The problem | Write out exactly the lines of the material below, beginning at the top and ending at the line that contains "impl Default for".

====================

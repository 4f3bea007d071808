use figment::Figment;
use figment::providers::{Env, Serialized};
use serde::{Deserialize, Serialize};
use std::path::PathBuf;

pub const ENV_PREFIX: &str = "COURSE_PLANNER_";

/// Path value that makes the store live in memory only.
pub const IN_MEMORY_DATABASE: &str = ":memory:";

#[derive(Debug, Clone, PartialEq, Eq, Serialize, Deserialize)]
pub struct PlannerConfig {
    pub database_path: PathBuf,
    pub log_level: String,
}

impl Default for PlannerConfig {
    fn default() -> Self {
        Self {
            database_path: PathBuf::from("data/course_planner.db"),
            log_level: "info".to_string(),
        }
    }
}

impl PlannerConfig {
    pub fn figment() -> Figment {
        Figment::new()
            .merge(Serialized::defaults(PlannerConfig::default()))
            .merge(Env::prefixed(ENV_PREFIX))
    }

    /// Defaults overridden by `COURSE_PLANNER_*` variables, including ones
    /// picked up from a `.env` file.
    pub fn load() -> Result<Self, figment::Error> {
        dotenvy::dotenv().ok();
        Self::figment().extract()
    }

    pub fn is_in_memory(&self) -> bool {
        self.database_path.as_os_str() == IN_MEMORY_DATABASE
    }
}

====================

Expected answer |
repository 4f3bea007d071808
use figment::Figment;
use figment::providers::{Env, Serialized};
use serde::{Deserialize, Serialize};
use std::path::PathBuf;

pub const ENV_PREFIX: &str = "COURSE_PLANNER_";

/// Path value that makes the store live in memory only.
pub const IN_MEMORY_DATABASE: &str = ":memory:";

#[derive(Debug, Clone, PartialEq, Eq, Serialize, Deserialize)]
pub struct PlannerConfig {
    pub database_path: PathBuf,
    pub log_level: String,
}

impl Default for PlannerConfig {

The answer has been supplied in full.